- _Exercise goal_: Report the number of lines in the data where the word "Bolo" appears, and add no other text.

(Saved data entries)
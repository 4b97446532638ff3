//! HTTP-level integration tests for the `/api/produtos` endpoints.
//!
//! Requests go straight into the router through `tower::ServiceExt`, backed
//! by the in-memory store so each test can assert which store operations a
//! request reached.

mod common;

use axum::http::StatusCode;
use common::{bakery_store, body_json, build_test_app, delete, get, post_json};

// ---------------------------------------------------------------------------
// DELETE /api/produtos/{id}
// ---------------------------------------------------------------------------

#[tokio::test]
async fn delete_existing_product_returns_it_then_get_is_404() {
    let store = bakery_store();
    let app = build_test_app(store.clone());

    let response = delete(app.clone(), "/api/produtos/4").await;
    assert_eq!(response.status(), StatusCode::OK);

    let json = body_json(response).await;
    assert_eq!(json["success"], true);
    assert_eq!(json["produto"]["id"], 4);
    assert_eq!(json["produto"]["nome"], "Bolo de Chocolate");

    let response = get(app, "/api/produtos/4").await;
    assert_eq!(response.status(), StatusCode::NOT_FOUND);
    let json = body_json(response).await;
    assert_eq!(json["success"], false);
    assert_eq!(json["message"], "Produto não encontrado");
}

#[tokio::test]
async fn delete_non_numeric_id_is_400_and_store_untouched() {
    let store = bakery_store();
    let app = build_test_app(store.clone());

    let response = delete(app, "/api/produtos/abc").await;
    assert_eq!(response.status(), StatusCode::BAD_REQUEST);

    let json = body_json(response).await;
    assert_eq!(json["success"], false);
    assert_eq!(json["message"], "ID deve ser um número válido");
    assert_eq!(json["code"], "INVALID_IDENTIFIER");

    assert_eq!(store.lookup_count().await, 0);
    assert_eq!(store.delete_count().await, 0);
}

#[tokio::test]
async fn delete_non_positive_ids_are_400() {
    let store = bakery_store();

    for uri in ["/api/produtos/0", "/api/produtos/-4", "/api/produtos/4.0"] {
        let response = delete(build_test_app(store.clone()), uri).await;
        assert_eq!(response.status(), StatusCode::BAD_REQUEST, "uri: {uri}");
    }

    assert_eq!(store.delete_count().await, 0);
}

#[tokio::test]
async fn badly_encoded_id_is_400_with_json_body() {
    let store = bakery_store();

    for response in [
        delete(build_test_app(store.clone()), "/api/produtos/%FF").await,
        get(build_test_app(store.clone()), "/api/produtos/%FF").await,
    ] {
        assert_eq!(response.status(), StatusCode::BAD_REQUEST);

        let json = body_json(response).await;
        assert_eq!(json["success"], false);
        assert_eq!(json["message"], "ID deve ser um número válido");
        assert_eq!(json["code"], "INVALID_IDENTIFIER");
    }

    assert_eq!(store.lookup_count().await, 0);
    assert_eq!(store.delete_count().await, 0);
}

#[tokio::test]
async fn delete_missing_product_is_404_without_delete_call() {
    let store = bakery_store();
    let app = build_test_app(store.clone());

    let response = delete(app, "/api/produtos/999").await;
    assert_eq!(response.status(), StatusCode::NOT_FOUND);

    let json = body_json(response).await;
    assert_eq!(json["message"], "Produto não encontrado");
    assert_eq!(json["code"], "NOT_FOUND");
    assert_eq!(store.lookup_count().await, 1);
    assert_eq!(store.delete_count().await, 0);
}

#[tokio::test]
async fn delete_twice_reports_404_the_second_time() {
    let store = bakery_store();
    let app = build_test_app(store.clone());

    assert_eq!(
        delete(app.clone(), "/api/produtos/7").await.status(),
        StatusCode::OK
    );
    assert_eq!(
        delete(app, "/api/produtos/7").await.status(),
        StatusCode::NOT_FOUND
    );
    assert_eq!(store.delete_count().await, 1);
}

#[tokio::test]
async fn store_lookup_failure_is_500_with_sanitized_message() {
    let store = bakery_store();
    store.fail_lookups().await;
    let app = build_test_app(store.clone());

    let response = delete(app, "/api/produtos/4").await;
    assert_eq!(response.status(), StatusCode::INTERNAL_SERVER_ERROR);

    let json = body_json(response).await;
    assert_eq!(json["success"], false);
    assert_eq!(json["code"], "STORE_ERROR");
    assert_eq!(json["message"], "Erro interno do servidor");
    assert!(!json.to_string().contains("injected"));
    assert_eq!(store.delete_count().await, 0);
}

#[tokio::test]
async fn store_delete_failure_is_500_and_row_survives() {
    let store = bakery_store();
    store.fail_deletes().await;
    let app = build_test_app(store.clone());

    let response = delete(app.clone(), "/api/produtos/4").await;
    assert_eq!(response.status(), StatusCode::INTERNAL_SERVER_ERROR);

    let response = get(app, "/api/produtos/4").await;
    assert_eq!(response.status(), StatusCode::OK);
}

// ---------------------------------------------------------------------------
// GET /api/produtos, GET /api/produtos/{id}
// ---------------------------------------------------------------------------

#[tokio::test]
async fn list_returns_products_ordered_by_name() {
    let app = build_test_app(bakery_store());

    let response = get(app, "/api/produtos").await;
    assert_eq!(response.status(), StatusCode::OK);

    let json = body_json(response).await;
    assert_eq!(json["success"], true);
    let names: Vec<&str> = json["produtos"]
        .as_array()
        .unwrap()
        .iter()
        .map(|p| p["nome"].as_str().unwrap())
        .collect();
    assert_eq!(names, vec!["Bolo de Chocolate", "Pão Francês"]);
}

#[tokio::test]
async fn get_invalid_id_is_400() {
    let store = bakery_store();
    let app = build_test_app(store.clone());

    let response = get(app, "/api/produtos/abc").await;
    assert_eq!(response.status(), StatusCode::BAD_REQUEST);
    assert_eq!(store.lookup_count().await, 0);
}

// ---------------------------------------------------------------------------
// POST /api/produtos
// ---------------------------------------------------------------------------

#[tokio::test]
async fn create_assigns_id_and_trims_name() {
    let app = build_test_app(bakery_store());

    let response = post_json(
        app.clone(),
        "/api/produtos",
        serde_json::json!({ "nome": "  Sonho  " }),
    )
    .await;
    assert_eq!(response.status(), StatusCode::CREATED);

    let json = body_json(response).await;
    assert_eq!(json["produto"]["nome"], "Sonho");
    let id = json["produto"]["id"].as_i64().unwrap();
    assert_eq!(id, 8);

    let response = get(app, &format!("/api/produtos/{id}")).await;
    assert_eq!(response.status(), StatusCode::OK);
}

#[tokio::test]
async fn create_with_blank_name_is_400() {
    let app = build_test_app(bakery_store());

    let response = post_json(app, "/api/produtos", serde_json::json!({ "nome": " " })).await;
    assert_eq!(response.status(), StatusCode::BAD_REQUEST);

    let json = body_json(response).await;
    assert_eq!(json["code"], "VALIDATION_ERROR");
    assert_eq!(json["message"], "Nome do produto é obrigatório");
}

#[tokio::test]
async fn create_with_malformed_body_is_400() {
    let app = build_test_app(bakery_store());

    let response = post_json(app, "/api/produtos", serde_json::json!({ "name": "x" })).await;
    assert_eq!(response.status(), StatusCode::BAD_REQUEST);

    let json = body_json(response).await;
    assert_eq!(json["success"], false);
    assert_eq!(json["code"], "BAD_REQUEST");
}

- _Written reply_: 2